FIG. 1 is a diagram illustrating a professional optical capture data acquisition in the prior art;
FIG. 2 is a flowchart of a method for recognizing actions according to an embodiment of the present invention;
FIG. 3 is another flow chart of a method for recognizing actions according to an embodiment of the present invention;
fig. 4a is a schematic diagram of a target object with an optical capture ball deployed in the motion recognition method according to the embodiment of the present invention;
fig. 4b is a schematic diagram of a target object with light-trapping balls deployed and an infrared image collected for the target object with light-trapping balls deployed according to an embodiment of the present invention;
FIG. 5a is a schematic structural diagram of a motion recognition model according to an embodiment of the present invention;
FIG. 5b is a diagram of a target image processed by the motion recognition model according to the embodiment of the present invention;
fig. 5c is a schematic structural diagram of a motion classification network layer in the motion recognition model according to the embodiment of the present invention;
FIG. 6 is a flowchart of training a motion recognition model according to an embodiment of the present invention;
fig. 7 is a schematic structural diagram of an action recognition device according to an embodiment of the present invention;
fig. 8 is another schematic structural diagram of the motion recognition device according to the embodiment of the present invention;
fig. 9 is a schematic structural diagram of an electronic device according to an embodiment of the present invention.
Detailed Description
The technical solutions in the embodiments of the present invention will be described below with reference to the drawings in the embodiments of the present invention.

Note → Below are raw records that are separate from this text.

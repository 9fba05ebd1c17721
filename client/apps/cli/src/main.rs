//! PokéCollect Terminal Client
//!
//! Application entry point. Uses `anyhow` for startup errors; command
//! errors are `kernel::error::AppError` and never end the session.

mod commands;
mod handlers;

use std::io::Write;
use std::sync::Arc;
use std::time::Duration;

use acquisition::SessionContext;
use clap::Parser;
use gateway::{HttpGateway, ServiceStatus, probe};
use platform::config::ClientConfig;
use tokio::io::{AsyncBufReadExt, BufReader};
use tracing_subscriber::{layer::SubscriberExt, util::SubscriberInitExt};

use crate::commands::Command;
use crate::handlers::{Flow, describe_error, dispatch};

/// Startup options; unset flags fall back to the environment
#[derive(Parser, Debug)]
#[command(name = "pokecollect", version, about = "Photograph, identify and collect trading cards")]
struct Args {
    /// Base URL of the recognition service
    #[arg(long)]
    api_url: Option<String>,
    /// Request timeout in seconds (none by default)
    #[arg(long)]
    timeout_secs: Option<u64>,
}

#[tokio::main]
async fn main() -> anyhow::Result<()> {
    // Load .env file
    dotenvy::dotenv().ok();

    // Initialize tracing (stderr, so it does not mix with command output)
    tracing_subscriber::registry()
        .with(
            tracing_subscriber::EnvFilter::try_from_default_env().unwrap_or_else(|_| {
                "pokecollect=info,session=info,acquisition=info,gateway=info".into()
            }),
        )
        .with(tracing_subscriber::fmt::layer().with_writer(std::io::stderr))
        .init();

    let args = Args::parse();

    let mut config = ClientConfig::from_env()?;
    if let Some(api_url) = args.api_url {
        config = config.with_api_url(api_url)?;
    }
    if let Some(secs) = args.timeout_secs {
        anyhow::ensure!(secs > 0, "--timeout-secs must be a positive number of seconds");
        config = config.with_timeout(Duration::from_secs(secs));
    }

    let gateway = Arc::new(HttpGateway::new(&config)?);

    // Discovery never blocks startup
    match probe(gateway.as_ref()).await {
        ServiceStatus::Online { message, endpoints } => {
            println!("{}", message);
            for endpoint in endpoints {
                println!("  {}", endpoint);
            }
        }
        ServiceStatus::Offline { reason } => {
            println!("Service unavailable at {} ({})", gateway.base_url(), reason);
        }
    }
    println!("Type `help` for commands.");

    let mut context = SessionContext::new(gateway);
    tracing::info!(session_id = %context.id(), api_url = %config.api_url, "Session started");

    let mut lines = BufReader::new(tokio::io::stdin()).lines();
    loop {
        print!("> ");
        std::io::stdout().flush()?;

        let Some(line) = lines.next_line().await? else {
            break;
        };

        let command = match Command::parse_line(&line) {
            Ok(Some(command)) => command,
            Ok(None) => continue,
            Err(e) => {
                println!("{}", e.render());
                continue;
            }
        };

        match dispatch(&mut context, command).await {
            Ok(Flow::Quit) => break,
            Ok(Flow::Continue) => {}
            Err(e) => println!("{}", describe_error(&e)),
        }
    }

    tracing::info!(session_id = %context.id(), "Session ended");
    Ok(())
}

Because the existing action recognition method has complex algorithm and is difficult to be applied to other fields, in order to simplify the action recognition processing and expand the application scenario of action recognition, the embodiment of the invention provides an action recognition method, as shown in fig. 2, comprising:
step 201, acquiring multiple continuous infrared images; the infrared image is an image including a designated portion of a target object photographed by one infrared camera, and the target object is disposed with a plurality of light-capturing balls, wherein each light-capturing ball corresponds to one designated portion of the target object. Wherein, the target object may be: humans and animals, and the like. The light-trapping spheres deployed for the target object may be light-trapping spheres.
Step 202, determining a target image group containing multi-frame target images from multi-frame continuous infrared images.
Step 203, inputting multi-frame target images in the target image group into a pre-trained motion recognition model to obtain motion types of target objects corresponding to the target image group; wherein, the action recognition model is obtained for training based on the training sample set, and the training sample set contains: the motion type of the sample object corresponding to a plurality of sample image groups and each sample image group, wherein each sample image group comprises a plurality of frames of sample images, and the sample images in the sample image groups are images containing the designated parts of the sample objects.
By adopting the method provided by the embodiment of the invention, a plurality of optical capture balls are deployed on the target object, only one infrared camera is needed to shoot a plurality of continuous infrared images aiming at the target object, a target image group containing a plurality of target images is obtained, and then the action of the target object in the plurality of target images is identified through a pre-trained action identification model, so that the action type of the target object is determined. Therefore, compared with the existing action recognition method, the method provided by the embodiment of the invention simplifies the action recognition processing of the target object, and reduces the requirements of the use scene of the action recognition, namely the target object does not need to wear specific light-catching clothes and use scenes with higher requirements, and only needs to stick a plurality of light-catching balls on the target object, acquire the image aiming at the target object by one infrared camera, and then process the acquired image to realize the action recognition of the target object. Meanwhile, the method provided by the embodiment of the invention uses the light capture technology, so that the method can achieve higher action recognition precision under the use scene with lower requirements.
The following describes in detail the motion recognition method and apparatus provided in the embodiments of the present invention with specific embodiments.
In an embodiment of the present application, as shown in fig. 3, another flow of the motion recognition method includes the following steps:
step 301, acquiring multiple continuous infrared images.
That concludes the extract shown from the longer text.